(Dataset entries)

┌──

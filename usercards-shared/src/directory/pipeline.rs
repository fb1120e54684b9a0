//! Derivation of the rendered subset: filter first, then sort the survivors.
//!
//! Collation is case-sensitive Unicode code-point order (`str::cmp`), and the
//! sort is stable so users with equal keys keep insertion order.

use crate::models::User;

use super::SortKey;

/// Whether `user` matches an already-lowercased query on name or company name.
fn matches_lowercase(user: &User, needle: &str) -> bool {
    user.name.to_lowercase().contains(needle) || user.company.name.to_lowercase().contains(needle)
}

/// Users whose `name` or `company.name` contains `query`, ignoring case.
/// The empty query keeps every user.
#[must_use]
pub fn filter_users<'a>(users: &'a [User], query: &str) -> Vec<&'a User> {
    let needle = query.to_lowercase();
    users
        .iter()
        .filter(|user| matches_lowercase(user, &needle))
        .collect()
}

/// Stable ascending sort on the field selected by `key`.
pub fn sort_users(users: &mut [&User], key: SortKey) {
    users.sort_by(|a, b| key.field(a).cmp(key.field(b)));
}

/// Filter, then sort, then clone out the rendered sequence.
#[must_use]
pub fn visible_users(users: &[User], query: &str, key: SortKey) -> Vec<User> {
    let mut visible = filter_users(users, query);
    sort_users(&mut visible, key);
    visible.into_iter().cloned().collect()
}

#[cfg(test)]
mod tests {
    use super::*;
    use crate::models::Company;

    fn user(id: u64, name: &str, company: &str) -> User {
        User {
            id,
            name: name.to_string(),
            company: Company {
                name: company.to_string(),
                ..Company::default()
            },
            ..User::default()
        }
    }

    fn names(users: &[User]) -> Vec<&str> {
        users.iter().map(|u| u.name.as_str()).collect()
    }

    fn sample() -> Vec<User> {
        vec![
            user(1, "Leanne Graham", "Romaguera-Crona"),
            user(2, "Ervin Howell", "Deckow-Crist"),
            user(3, "Clementine Bauch", "Romaguera-Jacobson"),
            user(4, "Patricia Lebsack", "Robel-Corkery"),
        ]
    }

    #[test]
    fn test_empty_query_keeps_everyone() {
        let users = sample();
        assert_eq!(filter_users(&users, "").len(), users.len());
    }

    #[test]
    fn test_filter_matches_name_or_company_ignoring_case() {
        let users = sample();

        let by_name: Vec<u64> = filter_users(&users, "ERVIN").iter().map(|u| u.id).collect();
        assert_eq!(by_name, vec![2]);

        let by_company: Vec<u64> = filter_users(&users, "romaguera")
            .iter()
            .map(|u| u.id)
            .collect();
        assert_eq!(by_company, vec![1, 3]);
    }

    #[test]
    fn test_filter_is_exactly_the_matching_subset() {
        let users = sample();
        for query in ["", "a", "Cr", "ck", "zzz", " ", "-"] {
            let needle = query.to_lowercase();
            let expected: Vec<u64> = users
                .iter()
                .filter(|u| {
                    u.name.to_lowercase().contains(&needle)
                        || u.company.name.to_lowercase().contains(&needle)
                })
                .map(|u| u.id)
                .collect();
            let actual: Vec<u64> = filter_users(&users, query).iter().map(|u| u.id).collect();
            assert_eq!(actual, expected, "query {query:?}");
        }
    }

    #[test]
    fn test_no_match_yields_empty() {
        assert!(visible_users(&sample(), "nonexistent", SortKey::Name).is_empty());
    }

    #[test]
    fn test_sort_by_name_is_non_decreasing() {
        let visible = visible_users(&sample(), "", SortKey::Name);
        assert_eq!(
            names(&visible),
            vec![
                "Clementine Bauch",
                "Ervin Howell",
                "Leanne Graham",
                "Patricia Lebsack"
            ]
        );
        assert!(visible.windows(2).all(|w| w[0].name <= w[1].name));
    }

    #[test]
    fn test_sort_by_company_is_non_decreasing() {
        let visible = visible_users(&sample(), "", SortKey::Company);
        assert!(visible.windows(2).all(|w| w[0].company.name <= w[1].company.name));
        assert_eq!(visible[0].company.name, "Deckow-Crist");
    }

    #[test]
    fn test_sort_is_case_sensitive_code_point_order() {
        let users = vec![user(1, "alice", "x"), user(2, "Bob", "y")];
        let visible = visible_users(&users, "", SortKey::Name);
        assert_eq!(names(&visible), vec!["Bob", "alice"]);
    }

    #[test]
    fn test_ties_keep_insertion_order() {
        let users = vec![
            user(1, "Sam", "Acme"),
            user(2, "Alex", "Acme"),
            user(3, "Jo", "Acme"),
        ];
        let ids: Vec<u64> = visible_users(&users, "", SortKey::Company)
            .iter()
            .map(|u| u.id)
            .collect();
        assert_eq!(ids, vec![1, 2, 3]);
    }

    #[test]
    fn test_filter_runs_before_sort() {
        let visible = visible_users(&sample(), "romaguera", SortKey::Name);
        assert_eq!(names(&visible), vec!["Clementine Bauch", "Leanne Graham"]);
    }
}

└──

"names" is the string to look for; please copy every line of the records above where it appears.

** Solution to the exercise **
    fn names(users: &[User]) -> Vec<&str> {
            names(&visible),
        assert_eq!(names(&visible), vec!["Bob", "alice"]);
        assert_eq!(names(&visible), vec!["Clementine Bauch", "Leanne Graham"]);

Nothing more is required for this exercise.